Alice Neel: Painted Truths
Whitechapel Gallery, until 17 September
Paula Rego: Oratorio
Marlborough Fine Art, 6 Albemarle Street, W1, until 20 August
The last time I wrote about Alice Neel (1900–84), on the occasion of an exhibition mounted six years ago by the commercial gallery Victoria Miro, a reader wrote in to correct my statement that Neel’s work had not been shown outside her native America. The point I was making was how relatively little known Neel was, particularly in England, though that situation has now changed. At Victoria Miro (until 30 July) a host of international artists pay tribute to Neel’s work, and at the Whitechapel there’s a major survey of her paintings. Revealingly, though, this is still the first solo showing for Neel in a European museum.

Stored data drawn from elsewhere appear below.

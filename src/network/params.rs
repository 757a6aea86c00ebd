use crate::error::ConfigError;
use crate::math::scalar::Scalar;
use crate::math::triplet::Triplet;

/// Everything needed to build a [`HebbianNetwork`](crate::network::HebbianNetwork).
///
/// Fields:
/// - `name`          : label used when printing the synapse matrix
/// - `num_neurons`   : synapse matrix is `num_neurons x num_neurons`
/// - `batch_size`    : association slots per training batch
/// - `learn_rate`    : scale applied to each pairing before it is added to its synapse
/// - `cull_threshold`: synapses with `|w| < cull_threshold` are dropped by `cull`
/// - `synapses`      : initial `(post, pre, weight)` entries; duplicates are summed
#[derive(Debug, Clone)]
pub struct NetworkParams<T> {
    pub name: String,
    pub num_neurons: usize,
    pub batch_size: usize,
    pub learn_rate: T,
    pub cull_threshold: T,
    pub synapses: Vec<Triplet<T>>,
}

impl<T: Scalar> NetworkParams<T> {
    pub fn validate(&self) -> Result<(), ConfigError> {
        if self.num_neurons == 0 {
            return Err(ConfigError::Zero { field: "numNeurons" });
        }
        if self.batch_size == 0 {
            return Err(ConfigError::Zero { field: "batchSize" });
        }
        check_rate("learnRate", self.learn_rate)?;
        check_rate("cullThresh", self.cull_threshold)?;
        Ok(())
    }
}

fn check_rate<T: Scalar>(field: &'static str, value: T) -> Result<(), ConfigError> {
    if value.is_finite() && value >= T::zero() {
        Ok(())
    } else {
        Err(ConfigError::InvalidRate { field, value: value.to_f64().unwrap_or(f64::NAN) })
    }
}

The exhibition is accompanied by a weighty hardback (price £34.95), packed with full-page illustrations and learned essays, including a short text by Frank Auerbach praising Neel’s courage. ‘Her work declares an appetite for experience,’ he writes, ‘has a patent and shaming honesty, is indifferent to rules and hierarchies.’ Walking into the Whitechapel show is refreshing not just for the honesty of Neel’s psychological approach, but for the direct formal appeal of her paint surfaces and application. Gutsy realism is one thing, but Neel’s brand of portraiture as therapy is quite another. Although there are many artists today who ape her style, few achieve its depths and splendours.

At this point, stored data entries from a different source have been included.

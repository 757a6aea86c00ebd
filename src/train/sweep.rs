use std::sync::{mpsc, Arc, Mutex};
use std::thread;
use std::time::Instant;

use rand::rngs::StdRng;
use rand::SeedableRng;
use serde::{Deserialize, Serialize};
use tracing::{debug, info, warn};

use crate::data::dataset::Dataset;
use crate::error::ConfigError;
use crate::graph::random_graph::RandomGraph;
use crate::network::hebbian::HebbianNetwork;
use crate::network::params::NetworkParams;
use crate::train::loop_fn::{check_labels, evaluate, train_loop};
use crate::train::neuron_map::NeuronMap;
use crate::train::settings::TrainSettings;
use crate::train::train_config::TrainConfig;

/// Cartesian grid of training settings.
///
/// Every combination of the four swept lists is applied on top of `base`.
#[derive(Debug, Clone, Serialize, Deserialize)]
pub struct SweepGrid {
    pub base: TrainSettings,
    pub num_iterations: Vec<usize>,
    pub batch_sizes: Vec<usize>,
    pub edge_probabilities: Vec<f64>,
    pub learn_rates: Vec<f64>,
}

impl Default for SweepGrid {
    fn default() -> Self {
        SweepGrid {
            base: TrainSettings::default(),
            num_iterations: vec![1, 3, 5],
            batch_sizes: vec![10, 100, 500],
            edge_probabilities: vec![0.1, 0.3, 0.5, 0.7],
            learn_rates: vec![0.001, 0.01, 0.1, 1.0],
        }
    }
}

impl SweepGrid {
    pub fn expand(&self) -> Vec<TrainSettings> {
        let mut jobs = Vec::with_capacity(
            self.num_iterations.len() * self.batch_sizes.len() * self.edge_probabilities.len() * self.learn_rates.len(),
        );
        for &num_iterations in &self.num_iterations {
            for &batch_size in &self.batch_sizes {
                for &edge_probability in &self.edge_probabilities {
                    for &learn_rate in &self.learn_rates {
                        jobs.push(TrainSettings {
                            num_iterations,
                            batch_size,
                            edge_probability,
                            learn_rate,
                            ..self.base.clone()
                        });
                    }
                }
            }
        }
        jobs
    }
}

/// Outcome of training and testing one configuration.
#[derive(Debug, Clone, Serialize, Deserialize)]
pub struct SweepResult {
    /// Position of the configuration in the submitted job list.
    pub job: usize,
    pub settings: TrainSettings,
    /// Vertices in the generated graph.
    pub neurons: usize,
    /// Synapses left after training.
    pub synapses: usize,
    pub train_secs: f64,
    /// Test-set accuracy as a fraction in [0, 1].
    pub accuracy: f64,
}

/// Generates a random graph, trains a network on it and scores it on `test`.
///
/// All randomness comes from a generator seeded with `seed + job`, so a job
/// reproduces exactly no matter which worker runs it. A label outside
/// `0..n_classes` in either dataset rejects the job before any training.
pub fn run_configuration<D: Dataset + ?Sized>(
    job: usize,
    settings: &TrainSettings,
    train: &D,
    test: &D,
    n_classes: usize,
    seed: u64,
) -> Result<SweepResult, ConfigError> {
    settings.validate()?;
    check_labels(train, n_classes)?;
    check_labels(test, n_classes)?;
    let mut rng = StdRng::seed_from_u64(seed.wrapping_add(job as u64));

    let graph = RandomGraph::generate(settings.graph_params(), &mut rng)?;
    let map = NeuronMap::random(graph.num_verts(), train.input_size(), n_classes, &mut rng)?;
    let mut network = HebbianNetwork::new(NetworkParams {
        name: format!("random net {}", job),
        num_neurons: graph.num_verts(),
        batch_size: settings.batch_size,
        learn_rate: settings.learn_rate,
        cull_threshold: settings.cull_thresh,
        synapses: graph.edges(),
    })?;

    let t_start = Instant::now();
    train_loop(&mut network, train, &map, &TrainConfig::from_settings(settings));
    let train_secs = t_start.elapsed().as_secs_f64();

    Ok(SweepResult {
        job,
        settings: settings.clone(),
        neurons: graph.num_verts(),
        synapses: network.num_synapses(),
        train_secs,
        accuracy: evaluate(&network, test, &map),
    })
}

/// Runs every configuration in `jobs` on a fixed pool of `workers` threads.
///
/// Jobs flow to the workers through a bounded channel and results come back
/// on a second one. Each worker owns its graph, network and batch buffers for
/// the length of a job. The returned list is in job order.
pub fn run_sweep<D: Dataset + ?Sized>(
    jobs: Vec<TrainSettings>,
    train: &D,
    test: &D,
    n_classes: usize,
    workers: usize,
    seed: u64,
) -> Vec<Result<SweepResult, ConfigError>> {
    let total = jobs.len();
    let workers = workers.clamp(1, total.max(1));
    info!(jobs = total, workers, "beginning parameter sweep");

    let (job_tx, job_rx) = mpsc::sync_channel::<(usize, TrainSettings)>(workers);
    // Shared by the workers only, so the producer sees a closed channel if they all exit.
    let job_rx = Arc::new(Mutex::new(job_rx));
    let (result_tx, result_rx) = mpsc::channel();

    thread::scope(|s| {
        for worker in 0..workers {
            let job_rx = Arc::clone(&job_rx);
            let result_tx = result_tx.clone();
            s.spawn(move || loop {
                let next = match job_rx.lock() {
                    Ok(rx) => rx.recv().ok(),
                    Err(_) => None,
                };
                let Some((job, settings)) = next else {
                    break;
                };

                debug!(worker, job, "training configuration");
                let outcome = run_configuration(job, &settings, train, test, n_classes, seed);
                match &outcome {
                    Ok(r) => info!(job, accuracy = r.accuracy, train_secs = r.train_secs, "job finished"),
                    Err(e) => warn!(job, error = %e, "job rejected"),
                }
                if result_tx.send((job, outcome)).is_err() {
                    break;
                }
            });
        }
        drop(job_rx);
        drop(result_tx);

        for job in jobs.into_iter().enumerate() {
            if job_tx.send(job).is_err() {
                break;
            }
        }
        drop(job_tx);
    });

    let mut results: Vec<(usize, Result<SweepResult, ConfigError>)> = result_rx.into_iter().collect();
    results.sort_by_key(|(job, _)| *job);
    results.into_iter().map(|(_, outcome)| outcome).collect()
}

The show begins on the ground floor with 1930s pictures such as ‘Degenerate Madonna’ and ‘Futility of Effort’. In the latter, a heartbreaking image in grey, cot imprisonment becomes cot death, as a news story overlaps with Neel’s private life to produce this chilling allegory. In the summer of 1930, Neel suffered a nervous breakdown, and a few months later attempted suicide.